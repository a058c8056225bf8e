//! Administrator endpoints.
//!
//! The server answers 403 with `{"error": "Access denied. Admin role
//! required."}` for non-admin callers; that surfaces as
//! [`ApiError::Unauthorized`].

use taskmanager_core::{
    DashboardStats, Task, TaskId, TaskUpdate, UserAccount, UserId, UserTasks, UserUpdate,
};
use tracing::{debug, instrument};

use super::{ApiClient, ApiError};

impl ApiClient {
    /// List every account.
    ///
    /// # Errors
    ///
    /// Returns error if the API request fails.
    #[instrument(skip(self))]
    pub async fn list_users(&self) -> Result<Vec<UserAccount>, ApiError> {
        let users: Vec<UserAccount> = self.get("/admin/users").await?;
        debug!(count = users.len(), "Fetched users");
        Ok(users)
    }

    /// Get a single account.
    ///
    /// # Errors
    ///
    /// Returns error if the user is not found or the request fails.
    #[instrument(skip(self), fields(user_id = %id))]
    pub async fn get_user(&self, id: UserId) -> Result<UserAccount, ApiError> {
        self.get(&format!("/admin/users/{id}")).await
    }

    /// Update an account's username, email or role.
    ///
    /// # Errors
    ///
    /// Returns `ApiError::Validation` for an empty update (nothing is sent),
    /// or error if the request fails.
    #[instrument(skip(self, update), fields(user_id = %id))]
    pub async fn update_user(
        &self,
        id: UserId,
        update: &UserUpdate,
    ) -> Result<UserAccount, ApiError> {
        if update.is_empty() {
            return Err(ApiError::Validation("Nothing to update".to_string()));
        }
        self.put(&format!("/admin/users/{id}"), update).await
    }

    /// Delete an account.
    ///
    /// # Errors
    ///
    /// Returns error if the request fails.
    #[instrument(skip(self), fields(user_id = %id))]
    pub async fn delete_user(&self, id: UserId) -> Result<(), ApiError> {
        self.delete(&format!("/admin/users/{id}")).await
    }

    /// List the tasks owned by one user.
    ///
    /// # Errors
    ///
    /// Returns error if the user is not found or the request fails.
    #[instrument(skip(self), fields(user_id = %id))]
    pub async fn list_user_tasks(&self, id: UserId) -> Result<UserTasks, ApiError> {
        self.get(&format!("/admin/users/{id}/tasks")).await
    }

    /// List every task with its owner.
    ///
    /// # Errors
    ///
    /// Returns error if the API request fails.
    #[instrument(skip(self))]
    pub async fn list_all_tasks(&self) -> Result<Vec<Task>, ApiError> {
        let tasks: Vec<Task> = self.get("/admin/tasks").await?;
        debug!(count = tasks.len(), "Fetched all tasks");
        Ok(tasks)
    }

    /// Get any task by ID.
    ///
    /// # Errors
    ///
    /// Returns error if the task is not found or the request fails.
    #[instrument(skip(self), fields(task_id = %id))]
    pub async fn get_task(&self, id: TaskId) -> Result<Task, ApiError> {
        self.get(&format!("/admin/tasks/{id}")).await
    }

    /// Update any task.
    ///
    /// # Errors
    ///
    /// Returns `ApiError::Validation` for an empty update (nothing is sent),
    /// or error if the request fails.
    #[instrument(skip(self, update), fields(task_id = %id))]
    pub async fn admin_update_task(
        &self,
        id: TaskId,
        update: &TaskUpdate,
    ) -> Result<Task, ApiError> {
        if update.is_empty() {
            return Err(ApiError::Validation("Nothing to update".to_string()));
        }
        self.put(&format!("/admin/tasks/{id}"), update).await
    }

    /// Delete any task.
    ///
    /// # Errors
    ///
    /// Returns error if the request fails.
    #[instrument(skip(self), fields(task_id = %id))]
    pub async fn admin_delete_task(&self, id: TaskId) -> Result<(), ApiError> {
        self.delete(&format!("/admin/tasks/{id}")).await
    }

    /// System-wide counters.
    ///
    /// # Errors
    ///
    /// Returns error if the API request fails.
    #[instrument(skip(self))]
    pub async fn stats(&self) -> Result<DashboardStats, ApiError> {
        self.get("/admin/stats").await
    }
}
********************
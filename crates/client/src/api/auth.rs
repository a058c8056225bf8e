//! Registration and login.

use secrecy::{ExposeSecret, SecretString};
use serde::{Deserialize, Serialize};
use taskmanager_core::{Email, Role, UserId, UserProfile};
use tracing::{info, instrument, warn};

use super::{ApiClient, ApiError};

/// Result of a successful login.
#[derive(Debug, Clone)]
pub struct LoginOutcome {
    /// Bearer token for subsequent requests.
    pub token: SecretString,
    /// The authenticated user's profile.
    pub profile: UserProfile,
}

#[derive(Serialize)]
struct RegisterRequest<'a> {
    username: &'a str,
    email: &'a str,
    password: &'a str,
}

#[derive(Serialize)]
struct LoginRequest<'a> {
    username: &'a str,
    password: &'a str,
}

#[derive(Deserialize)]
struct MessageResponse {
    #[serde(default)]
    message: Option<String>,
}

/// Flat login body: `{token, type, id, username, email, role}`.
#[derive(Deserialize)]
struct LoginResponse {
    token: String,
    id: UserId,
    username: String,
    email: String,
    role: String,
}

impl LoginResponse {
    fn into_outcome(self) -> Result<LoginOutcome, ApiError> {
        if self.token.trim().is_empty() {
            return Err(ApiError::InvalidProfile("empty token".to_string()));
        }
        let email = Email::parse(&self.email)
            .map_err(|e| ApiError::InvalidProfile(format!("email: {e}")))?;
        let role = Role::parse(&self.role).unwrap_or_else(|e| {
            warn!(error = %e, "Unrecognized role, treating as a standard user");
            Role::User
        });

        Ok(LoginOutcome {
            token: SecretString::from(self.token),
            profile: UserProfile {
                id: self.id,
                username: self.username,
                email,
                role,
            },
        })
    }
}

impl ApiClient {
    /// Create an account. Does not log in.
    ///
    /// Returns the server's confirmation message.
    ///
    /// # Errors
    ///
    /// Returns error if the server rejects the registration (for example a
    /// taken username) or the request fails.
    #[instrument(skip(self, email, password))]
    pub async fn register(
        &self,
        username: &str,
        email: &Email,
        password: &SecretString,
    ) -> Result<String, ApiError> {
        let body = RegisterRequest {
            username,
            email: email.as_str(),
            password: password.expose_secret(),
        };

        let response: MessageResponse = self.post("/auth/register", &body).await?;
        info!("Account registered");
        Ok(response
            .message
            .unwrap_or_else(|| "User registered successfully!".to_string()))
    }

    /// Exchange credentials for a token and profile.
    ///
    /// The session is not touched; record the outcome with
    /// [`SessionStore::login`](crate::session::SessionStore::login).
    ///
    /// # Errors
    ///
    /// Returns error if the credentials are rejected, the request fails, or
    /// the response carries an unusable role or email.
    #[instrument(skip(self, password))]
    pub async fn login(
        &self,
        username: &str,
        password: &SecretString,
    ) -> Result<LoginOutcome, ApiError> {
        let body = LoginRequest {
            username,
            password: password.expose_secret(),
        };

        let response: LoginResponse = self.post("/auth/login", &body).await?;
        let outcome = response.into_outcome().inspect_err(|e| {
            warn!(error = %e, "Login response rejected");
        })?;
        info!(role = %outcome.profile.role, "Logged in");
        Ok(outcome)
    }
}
********************
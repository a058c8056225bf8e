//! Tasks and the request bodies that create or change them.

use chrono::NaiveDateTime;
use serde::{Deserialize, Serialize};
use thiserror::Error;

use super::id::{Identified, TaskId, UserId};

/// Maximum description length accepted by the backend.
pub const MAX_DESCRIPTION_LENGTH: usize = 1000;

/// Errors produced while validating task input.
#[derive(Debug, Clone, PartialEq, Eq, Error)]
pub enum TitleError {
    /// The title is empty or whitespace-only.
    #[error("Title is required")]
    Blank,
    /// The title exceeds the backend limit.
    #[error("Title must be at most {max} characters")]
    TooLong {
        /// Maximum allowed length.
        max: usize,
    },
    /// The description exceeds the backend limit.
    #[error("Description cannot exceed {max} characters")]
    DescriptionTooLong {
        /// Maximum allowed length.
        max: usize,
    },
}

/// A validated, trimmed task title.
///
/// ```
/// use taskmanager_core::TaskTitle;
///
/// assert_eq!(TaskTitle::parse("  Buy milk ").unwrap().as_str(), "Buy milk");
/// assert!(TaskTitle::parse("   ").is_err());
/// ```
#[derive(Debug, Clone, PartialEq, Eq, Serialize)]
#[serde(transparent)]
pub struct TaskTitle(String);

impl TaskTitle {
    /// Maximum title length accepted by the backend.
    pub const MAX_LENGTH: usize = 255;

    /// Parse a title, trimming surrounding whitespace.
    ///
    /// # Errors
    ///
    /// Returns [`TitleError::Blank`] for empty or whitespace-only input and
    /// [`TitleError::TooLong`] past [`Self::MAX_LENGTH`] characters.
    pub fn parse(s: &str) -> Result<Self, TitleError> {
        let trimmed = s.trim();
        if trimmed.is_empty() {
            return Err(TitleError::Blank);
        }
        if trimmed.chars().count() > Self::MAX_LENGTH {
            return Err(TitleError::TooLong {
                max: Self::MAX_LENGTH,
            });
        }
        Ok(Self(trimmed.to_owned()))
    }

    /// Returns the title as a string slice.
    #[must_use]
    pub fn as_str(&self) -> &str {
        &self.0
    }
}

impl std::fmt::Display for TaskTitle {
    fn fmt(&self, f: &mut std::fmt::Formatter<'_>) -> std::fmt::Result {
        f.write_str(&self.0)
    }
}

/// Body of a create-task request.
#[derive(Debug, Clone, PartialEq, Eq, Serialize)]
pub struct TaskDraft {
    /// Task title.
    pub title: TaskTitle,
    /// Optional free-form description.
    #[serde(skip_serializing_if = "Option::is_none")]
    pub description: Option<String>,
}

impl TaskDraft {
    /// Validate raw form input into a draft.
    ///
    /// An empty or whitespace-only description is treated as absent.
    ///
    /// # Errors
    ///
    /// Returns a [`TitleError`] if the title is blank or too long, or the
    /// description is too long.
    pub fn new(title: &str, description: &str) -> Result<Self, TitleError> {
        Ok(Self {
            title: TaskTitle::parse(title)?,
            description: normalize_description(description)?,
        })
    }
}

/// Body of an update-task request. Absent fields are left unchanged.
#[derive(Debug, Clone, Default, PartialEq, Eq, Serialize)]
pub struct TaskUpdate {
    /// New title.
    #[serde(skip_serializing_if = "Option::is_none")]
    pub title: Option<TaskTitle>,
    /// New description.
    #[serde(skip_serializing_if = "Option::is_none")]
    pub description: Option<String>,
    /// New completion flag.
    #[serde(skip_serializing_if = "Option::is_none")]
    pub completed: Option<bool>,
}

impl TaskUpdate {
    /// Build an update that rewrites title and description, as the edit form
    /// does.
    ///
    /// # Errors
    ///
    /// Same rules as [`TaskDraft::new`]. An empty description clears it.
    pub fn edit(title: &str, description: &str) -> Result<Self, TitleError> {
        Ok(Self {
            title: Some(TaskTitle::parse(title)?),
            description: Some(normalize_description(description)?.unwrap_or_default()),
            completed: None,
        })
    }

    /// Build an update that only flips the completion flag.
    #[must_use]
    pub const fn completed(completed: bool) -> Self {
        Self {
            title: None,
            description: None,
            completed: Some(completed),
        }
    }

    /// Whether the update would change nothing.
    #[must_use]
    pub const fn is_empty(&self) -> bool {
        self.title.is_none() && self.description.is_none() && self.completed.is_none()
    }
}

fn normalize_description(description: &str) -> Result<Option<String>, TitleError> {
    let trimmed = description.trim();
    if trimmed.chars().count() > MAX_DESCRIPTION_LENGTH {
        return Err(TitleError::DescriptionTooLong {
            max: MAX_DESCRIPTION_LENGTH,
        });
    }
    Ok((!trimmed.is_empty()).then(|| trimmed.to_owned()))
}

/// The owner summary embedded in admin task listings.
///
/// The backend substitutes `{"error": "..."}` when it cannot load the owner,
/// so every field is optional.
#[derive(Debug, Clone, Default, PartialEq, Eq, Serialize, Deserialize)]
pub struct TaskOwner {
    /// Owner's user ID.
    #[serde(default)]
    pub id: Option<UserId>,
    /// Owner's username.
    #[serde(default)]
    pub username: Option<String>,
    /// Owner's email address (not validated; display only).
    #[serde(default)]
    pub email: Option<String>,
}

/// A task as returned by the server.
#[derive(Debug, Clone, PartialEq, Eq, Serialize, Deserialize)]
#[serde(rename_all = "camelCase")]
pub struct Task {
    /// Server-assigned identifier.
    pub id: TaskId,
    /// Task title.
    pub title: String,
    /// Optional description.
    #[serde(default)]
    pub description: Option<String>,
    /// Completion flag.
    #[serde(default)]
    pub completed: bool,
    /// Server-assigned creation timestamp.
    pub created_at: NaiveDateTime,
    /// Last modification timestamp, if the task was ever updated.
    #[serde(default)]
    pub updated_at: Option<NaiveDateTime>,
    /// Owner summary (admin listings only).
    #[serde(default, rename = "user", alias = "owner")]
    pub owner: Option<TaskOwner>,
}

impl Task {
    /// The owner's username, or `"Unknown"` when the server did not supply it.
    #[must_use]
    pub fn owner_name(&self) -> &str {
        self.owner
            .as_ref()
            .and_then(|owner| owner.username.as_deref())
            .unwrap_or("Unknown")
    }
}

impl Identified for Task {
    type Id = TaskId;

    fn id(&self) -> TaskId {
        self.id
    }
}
********************
Problem requirements
Throughout the data above, count the lines where the word "completed" occurs, and report that figure alone.

Solution for this exercise
6